August 1, 2006 > Her brilliant career
Her brilliant career
by Janet Grant
She is short, dark, and friendly, has an outgoing personality and a knack for finding people under rubble. Such unique qualities made Tammy, a black Labrador retriever, a perfect match for Fremont Firefighter and Canine Search Specialist, Sergio Morariu. Her brilliant career was cut short by injury, so she now lives a life of leisure as the Morariu family pet.
Tammy was part of a Federal Emergency Management Agency (FEMA) urban search and rescue system composed of 28 teams located throughout the country. Since 1989, these teams have been specially trained and equipped to find people trapped in a structural collapse. As part of this effort, Tammy was given to the department by the nonprofit National Disaster Search Dog Foundation (SDF).
Until recently, Fremont maintained two canine search teams certified by FEMA as advanced teams. This certification signifies that the team is capable of going anywhere in the nation and performing at the highest level. Along with Tammy, there is Zack, a 10-year-old chocolate Labrador retriever owned and handled by Firefighter and Canine Specialist Team Group Leader, Jeff Place. The highly trained SDF dogs know how to safely enter collapsed structures to systematically search for live people. These very special dogs work hard to save lives and are constantly training to keep up their skills.
Unlike the grim work of tracking cadavers, Tammy's specialty is live human scent and for her it is literally a game of hide-and-seek. If her marvelously sensitive nose catches a scent, she'll mark the spot with a continuous, focused bark until her handler comes to help locate the victim. Morariu explained that at the time of the Oklahoma City bombings, there were only 16 search and rescue dogs in the country. Since he planned to get a dog anyway, he thought it would be great to get involved. Then he learned that if he got one through the SDF he could get certified within a year.
The dogs - mostly golden and Labrador retrievers, or border collies - come from all over the country. Surprisingly, many come from animal rescue shelters. Though never neglected or abused, Tammy did have a little trouble finding her niche. Originally, she was purchased by a church congregation as a gift to the minister's family. However, her boundless energy proved to be more than the family could handle. After the dog climbed a tree and escaped over a fence, they knew they couldn't keep her. But because of her ability to climb, the family contacted the SDF thinking she might make a good search dog. Tammy passed their basic testing and entered the program.
Once recruited, Tammy went through several weeks of obedience training with the SDF in Southern California. She then traveled to a professional kennel in Gilroy for six months of daily training in advanced obedience and disaster search skills.
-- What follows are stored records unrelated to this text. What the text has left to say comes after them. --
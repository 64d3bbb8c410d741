//! Injected time source.
//!
//! Every "now" the engine uses (audit timestamps, dedup windows, trailing
//! history segments, reminder fire times) comes from a [`Clock`], so tests can
//! pin and advance time deterministically.

use chrono::{DateTime, Duration, Utc};
use std::sync::Mutex;

/// Source of wall-clock time.
pub trait Clock: Send + Sync {
    fn now(&self) -> DateTime<Utc>;
}

/// The real system clock.
#[derive(Debug, Clone, Copy, Default)]
pub struct SystemClock;

impl Clock for SystemClock {
    fn now(&self) -> DateTime<Utc> {
        Utc::now()
    }
}

/// A clock that only moves when told to.
#[derive(Debug)]
pub struct ManualClock {
    current: Mutex<DateTime<Utc>>,
}

impl ManualClock {
    #[must_use]
    pub const fn new(start: DateTime<Utc>) -> Self {
        Self {
            current: Mutex::new(start),
        }
    }

    /// Jump to an absolute instant (may move backwards).
    pub fn set(&self, instant: DateTime<Utc>) {
        *self.lock() = instant;
    }

    /// Move forward by `delta`.
    pub fn advance(&self, delta: Duration) {
        let mut current = self.lock();
        *current += delta;
    }

    fn lock(&self) -> std::sync::MutexGuard<'_, DateTime<Utc>> {
        // A poisoned clock still holds a valid instant.
        self.current
            .lock()
            .unwrap_or_else(std::sync::PoisonError::into_inner)
    }
}

impl Clock for ManualClock {
    fn now(&self) -> DateTime<Utc> {
        *self.lock()
    }
}
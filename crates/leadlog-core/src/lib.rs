//! leadlog-core library.
//!
//! The lead lifecycle engine: an append-only audit store, a duplicate guard
//! in front of it, the comment-type transition table, the lead state machine
//! with its comment and rejection workflows, and the history reconstructor
//! that replays the audit log into state-to-state transitions.

pub mod audit;
pub mod clock;
pub mod config;
pub mod db;
pub mod dedup;
pub mod engine;
pub mod error;
pub mod history;
pub mod model;
pub mod transition;

pub use engine::Engine;
pub use error::{ErrorCode, ErrorKind, LeadError};

/// # Conventions
///
/// - **Errors**: library operations return [`error::Result`]; bootstrap code
///   (opening databases, loading config) uses `anyhow::Result`.
/// - **Logging**: use `tracing` macros (`info!`, `warn!`, `error!`, `debug!`, `trace!`).
pub fn init() {
    tracing::info!("leadlog-core initialized");
}
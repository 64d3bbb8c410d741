//! Duplicate guard in front of the audit store.
//!
//! Before a state-change entry is appended, the guard looks for an entry on
//! the same entity, with the same action, that already records the same
//! target state inside the configured window. This is a read-then-write
//! check with no uniqueness constraint behind it: two truly concurrent
//! writers can both pass.

use chrono::{DateTime, Duration, Utc};
use rusqlite::Connection;

use crate::audit::store::{self, AuditFilter, AuditOrder};
use crate::audit::{AuditAction, AuditPayload};
use crate::config::DedupConfig;
use crate::error::Result;
use crate::model::EntityRef;

/// What is about to be written.
#[derive(Debug, Clone, Copy, PartialEq, Eq)]
pub struct DedupCandidate {
    pub entity: EntityRef,
    pub action: AuditAction,
    pub target_state_id: i64,
}

#[derive(Debug, Clone, Copy, PartialEq, Eq)]
pub struct DedupGuard {
    window: Duration,
}

impl Default for DedupGuard {
    fn default() -> Self {
        Self::from_config(&DedupConfig::default())
    }
}

impl DedupGuard {
    #[must_use]
    pub const fn new(window: Duration) -> Self {
        Self { window }
    }

    #[must_use]
    pub fn from_config(config: &DedupConfig) -> Self {
        Self::new(config.window())
    }

    #[must_use]
    pub const fn window(&self) -> Duration {
        self.window
    }

    /// `true` if an equivalent entry was written within the window ending at `now`.
    ///
    /// Entries whose payload cannot be parsed never match.
    ///
    /// # Errors
    ///
    /// Returns a storage error if the lookup fails.
    pub fn should_suppress(
        &self,
        conn: &Connection,
        candidate: &DedupCandidate,
        now: DateTime<Utc>,
    ) -> Result<bool> {
        let filter = AuditFilter {
            action: Some(candidate.action),
            since: Some(now - self.window),
            state_changes_only: true,
            ..AuditFilter::default()
        };
        let recent = store::query(conn, &candidate.entity, &filter, AuditOrder::NewestFirst)?;

        let duplicate = recent.iter().find(|entry| match entry.after_payload() {
            Ok(AuditPayload::StateChange(change)) => {
                change.state_id == Some(candidate.target_state_id)
            }
            Ok(AuditPayload::Other(_)) | Err(_) => false,
        });

        if let Some(entry) = duplicate {
            tracing::debug!(
                entity = %candidate.entity,
                state_id = candidate.target_state_id,
                previous = %entry.id,
                "suppressing duplicate state-change entry"
            );
            return Ok(true);
        }
        Ok(false)
    }
}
While Tammy went through her course, Morariu received his own intensive training. He had to learn leash commands, hand signals, proper approach, and timing.
After his training was over, Morariu and Tammy were partnered for more training as a team, though not necessarily as a permanent placement. Throughout the joint training, humans and dogs are evaluated for personality and aptitude matches. On the last day of the course you find out if the dog you train with is a good match. Morariu says he was matched with the biggest knucklehead in the group!
Tammy was so full of energy that when he first got her, Morariu couldn't bend over to pet her because she would constantly bounce up in his face. For their first two weeks together he had a bloody lip everyday. But the two formed a tight bond and once Morariu brought her to the Fremont station, she quickly gained her FEMA certification. Then the duo left for their first rescue, a fiery baptism ... the 9/11 World Trade Center disaster.
Deployed with Oakland Task Force 4, Tammy and Morariu searched in diligent frustration. "Unfortunately we were called in too late to find anyone alive," Morariu said. Their first deployment was a long and dangerous one of combing through hellish debris of sharp, twisted pieces of steal, smoldering slabs of concrete and choking clouds of dust and smoke. The two weathered the frustrations and emotional toll, but Morariu says it was 15 days he'll never forget.
Tammy went on to distinguish herself in numerous catastrophes, including hurricanes Katrina and Rita. It was after the latter that Morariu traveled to Dallas for a training exercise. While working there, Tammy sustained an injury to a toenail that forced them to head home early. The torn toenail turned out to be a fracture, and Tammy eventually lost a bone in that paw which prohibits her from placing her full weight on it. With her inability to safely continue the exacting work, Morariu made the decision to retire her well in advance of the typical age of 8 to10 years.
According to FEMA there is a shortage of rescue dogs in California and the rest of the country. It estimates that the nation needs to have at least 350 dogs trained and living with their firefighter handlers to be ready for natural and man-made disasters. Only 67 FEMA Advanced-Certified canine search teams exist in the U.S. today and over half of them are in California. When Zack retires, Fremont will be without a search and rescue team, unless another one steps forward.
He doesn't have Tammy by his side at work anymore, but Morariu still sees her nearly every day since she's now a beloved family member. Now retired from search and rescue, Morariu remains thankful for the many challenges, rewards and opportunities he and his partner shared. He says he'll never forget the devastation in New York and his and Tammy's contributions. Nor will he ever forget the gift of such a wonderful partner and companion.